If you believe in the Bible and Jesus, all the horrible and crazy things that happen in the world today make sense and can be explained.

Complete and utter poppycock. First of all, your mythology doesn't "explain" anything. It asserts much, but like every other mythology fanboy I've encountered, you manifestly need to learn the difference between mere assertion and genuine explanation.

Second, given that many of the requisite assertions have already been found to be complete hooey, the idea that this collection of assertions contains any useful knowledge about the operation of reality, is again a fantasy that only mythology fanboys could possibly entertain. Your mythology constitutes evidence for the following, and the following alone:

[1] The capacity of pre-scientific humans to engage in parochial, but ultimately unimaginative, fantasising;

[2] The gullibility of adherents of said mythology;

[3] The Machiavellian utility of said mythology as a tool of political control.

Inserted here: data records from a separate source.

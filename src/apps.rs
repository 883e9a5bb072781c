//! App-name resolution
//!
//! Turns package identifiers such as `com.mbmobile` into a human-readable
//! name. Resolution never fails: any lookup problem falls back to the last
//! dot segment, capitalized. Only names returned by a lookup service are
//! authoritative; a fallback name is derived from the caller's own input.

use crate::error::GatekeeperError;
use crate::Result;
use async_trait::async_trait;
use reqwest::Client;
use serde::Deserialize;
use std::collections::HashMap;
use std::time::Duration;
use tokio::sync::RwLock;
use tracing::{debug, warn};

/// Display name for a package identifier and where it came from.
#[derive(Debug, Clone, PartialEq, Eq)]
pub struct ResolvedName {
    pub name: String,
    /// True only when a lookup service vouched for the name
    pub authoritative: bool,
}

impl ResolvedName {
    pub fn authoritative(name: impl Into<String>) -> Self {
        Self {
            name: name.into(),
            authoritative: true,
        }
    }

    pub fn derived(name: impl Into<String>) -> Self {
        Self {
            name: name.into(),
            authoritative: false,
        }
    }
}

#[async_trait]
pub trait AppNameResolver: Send + Sync {
    async fn resolve(&self, identifier: &str) -> ResolvedName;
}

/// `com.vietcombank.app` -> `App`, `com.mbmobile` -> `Mbmobile`.
/// Identifiers without a dot are returned trimmed but otherwise unchanged.
pub fn fallback_app_name(identifier: &str) -> String {
    let identifier = identifier.trim();
    if !identifier.contains('.') {
        return identifier.to_string();
    }

    let segment = identifier
        .rsplit('.')
        .find(|s| !s.is_empty())
        .unwrap_or(identifier);

    let mut chars = segment.chars();
    match chars.next() {
        Some(first) => first
            .to_uppercase()
            .chain(chars.flat_map(char::to_lowercase))
            .collect(),
        None => String::new(),
    }
}

/// Offline resolver: always the fallback rule.
#[derive(Debug, Default, Clone, Copy)]
pub struct FallbackAppNameResolver;

#[async_trait]
impl AppNameResolver for FallbackAppNameResolver {
    async fn resolve(&self, identifier: &str) -> ResolvedName {
        ResolvedName::derived(fallback_app_name(identifier))
    }
}

#[derive(Debug, Deserialize)]
struct LookupResponse {
    name: String,
}

/// Lookup service client: GET {base_url}/{identifier} -> {"name": "..."}.
/// Successful lookups are cached for the life of the process.
pub struct HttpAppNameResolver {
    client: Client,
    base_url: String,
    cache: RwLock<HashMap<String, String>>,
}

impl HttpAppNameResolver {
    pub fn new(base_url: &str, timeout: Duration) -> Result<Self> {
        let client = Client::builder()
            .pool_idle_timeout(Duration::from_secs(60))
            .timeout(timeout)
            .build()?;

        Ok(Self {
            client,
            base_url: base_url.trim_end_matches('/').to_string(),
            cache: RwLock::new(HashMap::new()),
        })
    }

    async fn lookup(&self, identifier: &str) -> Result<String> {
        let url = format!("{}/{}", self.base_url, identifier);
        let response = self.client.get(&url).send().await?;

        let status = response.status();
        if !status.is_success() {
            return Err(GatekeeperError::Unknown(format!(
                "app-name lookup returned {} for {}",
                status, identifier
            )));
        }

        let body: LookupResponse = response.json().await?;
        let name = body.name.trim();
        if name.is_empty() {
            return Err(GatekeeperError::Unknown(format!(
                "app-name lookup returned an empty name for {}",
                identifier
            )));
        }

        Ok(name.to_string())
    }
}

#[async_trait]
impl AppNameResolver for HttpAppNameResolver {
    async fn resolve(&self, identifier: &str) -> ResolvedName {
        let identifier = identifier.trim();
        if !identifier.contains('.') {
            return ResolvedName::derived(identifier);
        }

        if let Some(name) = self.cache.read().await.get(identifier) {
            return ResolvedName::authoritative(name.clone());
        }

        match self.lookup(identifier).await {
            Ok(name) => {
                debug!(%identifier, %name, "Resolved app name");
                self.cache
                    .write()
                    .await
                    .insert(identifier.to_string(), name.clone());
                ResolvedName::authoritative(name)
            }
            Err(e) => {
                warn!(%identifier, error = %e, "App-name lookup failed, using fallback");
                ResolvedName::derived(fallback_app_name(identifier))
            }
        }
    }
}

#[cfg(test)]
mod tests {
    use super::*;
    use axum::{extract::Path, http::StatusCode, routing::get, Json, Router};
    use serde_json::json;

    #[test]
    fn test_fallback_last_segment_capitalized() {
        assert_eq!(fallback_app_name("com.mbmobile"), "Mbmobile");
        assert_eq!(fallback_app_name("com.VNPAY.WALLET"), "Wallet");
        assert_eq!(fallback_app_name("vn.com.techcombank.bb.app"), "App");
    }

    #[test]
    fn test_fallback_without_dot_unchanged() {
        assert_eq!(fallback_app_name("MBBank"), "MBBank");
        assert_eq!(fallback_app_name("  Zalo "), "Zalo");
    }

    #[test]
    fn test_fallback_ignores_trailing_dot() {
        assert_eq!(fallback_app_name("com.momo."), "Momo");
    }

    async fn closed_port() -> u16 {
        let listener = tokio::net::TcpListener::bind("127.0.0.1:0").await.unwrap();
        let port = listener.local_addr().unwrap().port();
        drop(listener);
        port
    }

    async fn lookup_server() -> String {
        let app = Router::new().route(
            "/:identifier",
            get(|Path(identifier): Path<String>| async move {
                match identifier.as_str() {
                    "com.mbmobile" => (StatusCode::OK, Json(json!({"name": "MB Bank"}))),
                    "com.blank.app" => (StatusCode::OK, Json(json!({"name": "  "}))),
                    _ => (StatusCode::NOT_FOUND, Json(json!({"error": "unknown"}))),
                }
            }),
        );
        let listener = tokio::net::TcpListener::bind("127.0.0.1:0").await.unwrap();
        let addr = listener.local_addr().unwrap();
        tokio::spawn(async move {
            axum::serve(listener, app).await.unwrap();
        });
        format!("http://{}", addr)
    }

    #[tokio::test]
    async fn test_http_resolver_falls_back_when_unreachable() {
        let base_url = format!("http://127.0.0.1:{}", closed_port().await);
        let resolver = HttpAppNameResolver::new(&base_url, Duration::from_millis(500)).unwrap();

        assert_eq!(
            resolver.resolve("com.mbmobile").await,
            ResolvedName::derived("Mbmobile")
        );
        assert_eq!(resolver.resolve("MBBank").await, ResolvedName::derived("MBBank"));
    }

    #[tokio::test]
    async fn test_http_resolver_lookup_is_authoritative() {
        let resolver = HttpAppNameResolver::new(&lookup_server().await, Duration::from_secs(2)).unwrap();

        assert_eq!(
            resolver.resolve("com.mbmobile").await,
            ResolvedName::authoritative("MB Bank")
        );
        // Served from cache the second time
        assert_eq!(
            resolver.resolve("com.mbmobile").await,
            ResolvedName::authoritative("MB Bank")
        );
        assert_eq!(
            resolver.resolve("com.scammer.phish.mbbank").await,
            ResolvedName::derived("Mbbank")
        );
        assert_eq!(
            resolver.resolve("com.blank.app").await,
            ResolvedName::derived("App")
        );
    }

    #[tokio::test]
    async fn test_offline_resolver_is_never_authoritative() {
        let resolved = FallbackAppNameResolver.resolve("com.zing.zalo").await;
        assert_eq!(resolved, ResolvedName::derived("Zalo"));
        assert!(!resolved.authoritative);
    }
}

Though to be fair, your mythology isn't unique in any of these respects.

I’m praying for all of you.

Ah, the synthetic pretence that talking to your imaginary magic man is going to achieve anything of substance.

Don't waste your time. Instead, start learning some actual facts, instead of filling your head with mythological drivel.

@You Know: "How a cell was created or what creates a cell." I can put an end to it right now. WHERE IN THE HELL DID YOU EVER GET THE IDEA A CELL WAS CREATED? Please demonstrate that a cell can be created,. Really stupid assumption.